MY LORD GOD, I have no idea where I am going. I do not see the road ahead of me. I cannot know for certain where it will end. Nor do I really know myself, and the fact that I think I am following your will does not mean that I am actually doing so. But I believe that the desire to please you does in fact please you. And I hope I have that desire in all that I am doing. I hope that I will never do anything apart from that desire. And I know that if I do this you will lead me by the right road, though I may know nothing about it. Therefore I will trust you always though I may seem to be lost and in the shadow of death. I will not fear, for you are ever with me, and you will never leave me to face my perils alone.\ — Thomas Merton, Thoughts in Solitude

Polemic is the order of the day. Thoughtful discourse is abased by a microsecond culture. The immediacy of communication incites a concomitant urge to respond in kind, and bereft of meaningful, authentic human contact as a touchstone for empathy, we have created a subhuman storm of whispers. Any feeling or notion can find immediate confirmation, and where can this help but lead? We are like ships, navigating by lights we carry with us, rather than looking outside of ourselves to a fixed point of reference.

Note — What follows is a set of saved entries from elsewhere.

use std::sync::atomic::{AtomicBool, Ordering};
use std::sync::Arc;

use anyhow::Result;
use tokio::sync::mpsc;
use tracing::{info, warn};

use super::{RefinedSegment, ShrinkConfig, ShrinkHalt, ShrinkOutcome, ShrinkProgress, Summarizer};
use crate::segment::TranscriptSegment;
use crate::text::word_overlap_similarity;
use crate::timecode::parse_timestamp_seconds;
use crate::window::{WindowBuilder, WindowMode};

/// Drives the shrink pipeline: windows the transcript, summarizes each
/// window strictly in order, and merges near-duplicate adjacent summaries.
///
/// A driver owns no shared state across runs; concurrent runs over the same
/// transcript are not supported and must be serialized by the caller.
pub struct ShrinkDriver {
    config: ShrinkConfig,

    /// Injected summarization capability
    summarizer: Arc<dyn Summarizer>,

    /// Cooperative cancellation flag, checked between windows
    cancelled: Arc<AtomicBool>,
}

impl ShrinkDriver {
    pub fn new(config: ShrinkConfig, summarizer: Arc<dyn Summarizer>) -> Result<Self> {
        config.validate()?;

        Ok(Self {
            config,
            summarizer,
            cancelled: Arc::new(AtomicBool::new(false)),
        })
    }

    /// Handle the caller can use to request cancellation from another task.
    /// The request takes effect at the next window boundary; completed
    /// windows are kept.
    pub fn cancel_handle(&self) -> Arc<AtomicBool> {
        Arc::clone(&self.cancelled)
    }

    /// Run the full pipeline over parsed segments.
    ///
    /// Windows are processed sequentially so progress is monotonic. After
    /// each window a `ShrinkProgress` event is sent on `progress` (if
    /// provided). On summarizer failure or cancellation the run halts,
    /// keeps every refined segment produced so far, and records the reason
    /// in the outcome. This method itself never fails.
    pub async fn run(
        &self,
        segments: &[TranscriptSegment],
        progress: Option<mpsc::UnboundedSender<ShrinkProgress>>,
    ) -> ShrinkOutcome {
        self.cancelled.store(false, Ordering::SeqCst);

        let builder = WindowBuilder::new(
            WindowMode::Characters {
                max_window_chars: self.config.max_window_chars,
            },
            self.config.overlap_percentage,
        );
        let windows = builder.build(segments);
        let total = windows.len();

        info!(
            "Shrink run: {} segments, {} windows, summarizer '{}'",
            segments.len(),
            total,
            self.summarizer.name()
        );

        let mut refined: Vec<RefinedSegment> = Vec::new();
        let mut completed = 0usize;
        let mut halt = None;

        for (i, window) in windows.iter().enumerate() {
            if self.cancelled.load(Ordering::SeqCst) {
                warn!("Shrink cancelled after {} of {} windows", completed, total);
                halt = Some(ShrinkHalt::Cancelled { completed, total });
                break;
            }

            match self
                .summarizer
                .summarize(window, self.window_target(total))
                .await
            {
                Ok(mut batch) => {
                    refined.append(&mut batch);
                    completed += 1;

                    let event = ShrinkProgress {
                        windows_completed: completed,
                        windows_total: total,
                        fraction: completed as f64 / total as f64,
                        status: format!(
                            "Summarized window {}/{} ({} refined segments so far)",
                            completed,
                            total,
                            refined.len()
                        ),
                    };
                    info!("{}", event.status);
                    if let Some(tx) = &progress {
                        // Receiver may have gone away; progress is
                        // observational only.
                        let _ = tx.send(event);
                    }
                }
                Err(e) => {
                    let window_number = i + 1;
                    warn!(
                        "Summarization failed on window {}/{}: {:#}",
                        window_number, total, e
                    );
                    halt = Some(ShrinkHalt::SummarizeFailed {
                        window: window_number,
                        total,
                        message: format!("{:#}", e),
                    });
                    break;
                }
            }
        }

        let merged = self.merge_adjacent(refined);

        info!(
            "Shrink run finished: {}/{} windows, {} refined segments",
            completed,
            total,
            merged.len()
        );

        ShrinkOutcome {
            refined: merged,
            windows_completed: completed,
            windows_total: total,
            halt,
        }
    }

    /// Per-window advisory target: the overall target split evenly across
    /// windows, at least one.
    fn window_target(&self, windows_total: usize) -> usize {
        if windows_total == 0 {
            return self.config.target_segment_count.max(1);
        }
        (self.config.target_segment_count / windows_total).max(1)
    }

    /// Collapse adjacent refined segments that say the same thing at nearly
    /// the same time.
    ///
    /// Two neighbors merge when their summaries' word-overlap similarity
    /// reaches the threshold AND their start timestamps are closer than
    /// `min_seconds_between_segments`. The merged segment keeps the earlier
    /// start, the later end, and the longer summary text (the earlier one
    /// on a length tie); covered indices are unioned.
    fn merge_adjacent(&self, refined: Vec<RefinedSegment>) -> Vec<RefinedSegment> {
        let mut merged: Vec<RefinedSegment> = Vec::new();

        for segment in refined {
            let collapse = match merged.last() {
                Some(prev) => {
                    let similarity = word_overlap_similarity(&prev.summary, &segment.summary);
                    let gap = (parse_timestamp_seconds(&segment.start_timestamp)
                        - parse_timestamp_seconds(&prev.start_timestamp))
                    .abs();

                    similarity >= self.config.similarity_threshold
                        && gap < self.config.min_seconds_between_segments
                }
                None => false,
            };

            if collapse {
                let prev = merged.last_mut().unwrap();
                Self::collapse_into(prev, segment);
            } else {
                merged.push(segment);
            }
        }

        merged
    }

    fn collapse_into(prev: &mut RefinedSegment, next: RefinedSegment) {
        // Later end wins, by parsed time.
        if parse_timestamp_seconds(&next.end_timestamp)
            > parse_timestamp_seconds(&prev.end_timestamp)
        {
            prev.end_timestamp = next.end_timestamp;
        }

        // Longer summary survives; ties keep the earlier text.
        if next.summary.len() > prev.summary.len() {
            prev.summary = next.summary;
        }

        prev.original_segment_indices
            .extend(next.original_segment_indices);
        prev.original_segment_indices.sort_unstable();
        prev.original_segment_indices.dedup();
    }
}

As Christians, we trust because we know God will not test us beyond our strengths. Likewise, we must beware, for the greatest obstacles to salvation are the walls that we pile up on our own, out of our misplaced passions or secret vanities. We can indeed find comfort in Truth, and fly there for refuge. What we cannot do is let comfort become complacency. Scripture is clear on what is to be expected of those to whom much is given.

Lord, keep us ever mindful of who we are, what we are about, and inspire in us humilitas et caritas. Rescue us from the cells we have built for ourselves and help us to remember with kindness our fellow prisoners.